Mein Tipp: Entwickelt eine glaubwürdige Erwachsenenreligiosität!

Eine Bekannte, katholisch, berichtete von ihrer schönen Kirchen-Kindheit; wunderbare liebevolle Rituale, mit 7 wollte sie Engel werden. Für sie als Erwachsene hatte die Kirche dann auch nur diesen Kinderglauben, der für Erwachsene, wenn sie ehrlich sind, unglaubwürdig ist. Ich, evangelisch, hatte einen liebevollen Kindergottesdienst, für den ich immer noch dankbar bin. Für Jugendliche gabs Ferienlager. Für Erwachsenen nur noch Sozialarbeit und antikapitalistische Politik.
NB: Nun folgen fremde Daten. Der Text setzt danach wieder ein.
//! Loads OpenStreetMap points and roads into a property graph.
//!
//! Points become `INTERSECTION` nodes and every adjacent pair of road members becomes two
//! directed `CONNECTS` edges carrying the segment geometry. Loading runs as two streaming
//! passes over the source (points, then roads) feeding a single batched writer.

pub mod config;
pub mod entity;
pub mod error;
pub mod geometry;
pub mod loader;
pub mod normalize;
pub mod osm_source;
pub mod properties;
pub mod store;
pub mod writer;

pub use config::{BatchConfig, LoaderConfig, StoreConfig};
pub use error::{GeometryError, LoadError, LookupError, NormalizeError, SourceError, WriterError};
pub use geometry::{EdgeDraft, MemoryPointLookup, PointLookup};
pub use loader::{Action, LoadReport, run_action};
pub use properties::{PropertySet, Scalar};
pub use store::{GraphEdge, GraphPoint, GraphStore};
pub use writer::{GraphWriter, RecordOutcome, SkipReason, WriterStats};
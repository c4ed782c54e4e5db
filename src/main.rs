//! muxkit: a minimal terminal multiplexer.
//!
//! The binary is both halves of the system. Normal invocations run the
//! front-end; the hidden `__server` mode is how a front-end launches the
//! per-user daemon, and `__new-detached` is the background half of
//! `new-session`.

use std::path::Path;
use std::process::{Command, ExitCode, Stdio};

use clap::Parser;
use tracing_subscriber::EnvFilter;

use muxkit_client::ClientError;
use muxkit_protocol::paths;

const KEY_HELP: &str = "\
Key bindings:
  Ctrl+B d   Detach from current session
  Ctrl+B %   Split pane vertically
  Ctrl+B o   Switch to next pane
  Ctrl+B [   Scroll up (view history)
  Ctrl+B ]   Scroll down
";

#[derive(Parser)]
#[command(
    name = "muxkit",
    version,
    about = "a minimal terminal multiplexer",
    after_help = KEY_HELP
)]
struct Cli {
    /// List all sessions
    #[arg(short = 'l')]
    list: bool,

    /// Attach to a detached session by id
    #[arg(short = 's', value_name = "id")]
    attach: Option<u32>,

    /// Kill a session by id
    #[arg(short = 'k', value_name = "id")]
    kill: Option<u32>,

    /// Create a session in the background without attaching
    #[arg(short = 'n', long = "new-session")]
    new_session: bool,

    /// `new-session`, or an internal worker mode
    #[arg(value_name = "command", hide = true)]
    command: Option<String>,
}

/// File logging via `tracing`; `MUXKIT_LOG` selects the filter. A failure
/// to set up logging is not a reason to refuse to run.
fn init_logging(path: &Path) {
    let Ok(file) = std::fs::File::create(path) else {
        return;
    };
    let filter = EnvFilter::try_from_env("MUXKIT_LOG").unwrap_or_else(|_| EnvFilter::new("info"));
    let _ = tracing_subscriber::fmt()
        .with_env_filter(filter)
        .with_writer(std::sync::Arc::new(file))
        .with_ansi(false)
        .try_init();
}

/// The background half of `new-session`: the parent spawns this binary
/// detached and returns immediately.
fn spawn_background_session() -> Result<i32, ClientError> {
    if muxkit_client::session_is_nested() {
        eprint!("{}", muxkit_client::NESTED_WARNING);
        return Ok(255);
    }
    let exe = std::env::current_exe()?;
    Command::new(exe)
        .arg("__new-detached")
        .stdin(Stdio::null())
        .stdout(Stdio::null())
        .stderr(Stdio::null())
        .spawn()?;
    Ok(0)
}

fn exit_from(result: Result<i32, ClientError>) -> ExitCode {
    match result {
        Ok(code) => ExitCode::from(code as u8),
        Err(e) => {
            tracing::error!(error = %e, "client failed");
            eprintln!("muxkit: {e}");
            ExitCode::from(255)
        }
    }
}

fn main() -> ExitCode {
    let cli = match Cli::try_parse() {
        Ok(cli) => cli,
        Err(e)
            if matches!(
                e.kind(),
                clap::error::ErrorKind::DisplayHelp | clap::error::ErrorKind::DisplayVersion
            ) =>
        {
            let _ = e.print();
            return ExitCode::SUCCESS;
        }
        Err(e) => {
            let _ = e.print();
            return ExitCode::from(255);
        }
    };

    if paths::ensure_runtime_dir().is_err() {
        eprintln!("muxkit: cannot create runtime directory");
        return ExitCode::from(255);
    }

    match cli.command.as_deref() {
        Some("__server") => {
            init_logging(&paths::server_log_path());
            return match muxkit_server::run() {
                Ok(()) => ExitCode::SUCCESS,
                Err(e) => {
                    tracing::error!(error = %e, "server failed");
                    ExitCode::from(255)
                }
            };
        }
        Some("__new-detached") => {
            init_logging(&paths::client_log_path());
            return exit_from(muxkit_client::run_new_session_detached());
        }
        Some("new-session") | None => {}
        Some(other) => {
            eprintln!("muxkit: unknown command: {other}");
            return ExitCode::from(255);
        }
    }

    init_logging(&paths::client_log_path());
    let wants_background = cli.new_session || cli.command.as_deref() == Some("new-session");

    let result = if cli.list {
        muxkit_client::run_list()
    } else if let Some(id) = cli.kill {
        muxkit_client::run_kill(id)
    } else if let Some(id) = cli.attach {
        muxkit_client::run_attach(id)
    } else if wants_background {
        spawn_background_session()
    } else {
        muxkit_client::run_new_session()
    };
    exit_from(result)
}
Wir beide sind ausgetreten. In buddhistischer Meditation fanden wir für unseren spirituellen Durst die transzendente Dimension, die die organisierten Großkirchen vergessen haben.

Last edited 10 Tage her by Marcel Seiler
Mausi
9 Tage her
Antworten an  Marcel Seiler

Ich weiß nicht, ob ich in einem buddhistischen Kulturkreis hätte groß werden wollen. Der Buddhismus glaubt an Wiedergeburt. Und soweit ich mir habe erzählen lassen, birgt dieser Glaube Grausamkeit. Weil er menschlichem Sterben – z. B. in der Gosse liegend bei lebendigem Leib aufgefressen durch Hunde – ungerührt gegenübersteht. Weil der Tod Wiedergeburt und die Möglichkeit eines besseren Lebens in sich trägt und daher nicht verhindert wird. Ich kenne auch jemanden, der in einer Sekte gewesen ist. Dort wurde auf das Bild des Gurus meditiert. Er hatte den Instinkt, nicht auf das Bild, sondern auf die davorstehende Kerze zu meditieren.… Mehr

Marcel Seiler
9 Tage her
Antworten an  Mausi

Der Glaube an Wiedergeburt und Karma oder daran, dass die Welt auf dem Rücken eines Elephanten ruht, ist buddhistisches Gegenstück zum christlichen Kinderglauben – nur eben in buddhistischen Kulturen gelehrt. Nicht mein Ding. Richtig ist auch, dass es auch im Buddhismus üblen Missbrauch gibt; gerade eine Guru-Fixierung lädt dazu ein. Wenn sich angeblich aufgeklärte Westler solchem Unsinn hingeben, hätten sie lieber im christlichen Kinderglauben bleiben sollen.

Das alles hat mit den spirituellen Praktiken des Buddhismus, die ich für mich fand, nur wenig zu tun. Wer christliche Kontemplation sucht, findet sie vielleicht in Klöstern; ich wüsste aber nicht wo.

Last edited 9 Tage her by Marcel Seiler
verblichene Rose
9 Tage her
Antworten an  Marcel Seiler

Es gibt mittlerweile auch Klettverschlüsse anstatt Schnürbänder.
Das, was damit verschlossen wird, nennt sich aber immer noch Schuh.
Will sagen, daß hoffentlich der Fuß geschützt ist 😉

Marcel Seiler
9 Tage her
Antworten an  verblichene Rose

Diese Analogie verstehe ich nicht. Können Sie sie für im Geiste arme Leute wie mich in einfacher Form erklären?

verblichene Rose
8 Tage her
Antworten an  Marcel Seiler

Tut mir leid, aber „für im Geiste arme Leute“ fühle ich mich nicht zuständig.

old man from black forrest
10 Tage her

Werter Autor, Sie verwenden – nach meiner Auffassung – immer wieder völlig wahllos die Begriffe Kirche und Glaube. Kirche war immer das „Vehikel“ um den „Glauben“ zum Menschen zu transportieren. Also wie ein Gefährt, um Menschen in den sinnlosen Krieg oder zur Rettung aus Gefahr zu bringen. Wer aber heute noch eine „Begründung“ für den „Glauben“ braucht, hat eine gigantische Bibliothek zur Verfügung.

Chris Groll
10 Tage her

Danke für diesen Text zu Pfingsten.
Ich bin vor Jahren aus der ev. Kirche ausgetreten, weil diese Kirche sich von Gott abgewandt hat.
Papst Benedikt XVI. (Joseph Ratzinger) war für mich allerdings ein Mensch, der noch im Glauben verhaftet war, den ich sehr geschätzt habe.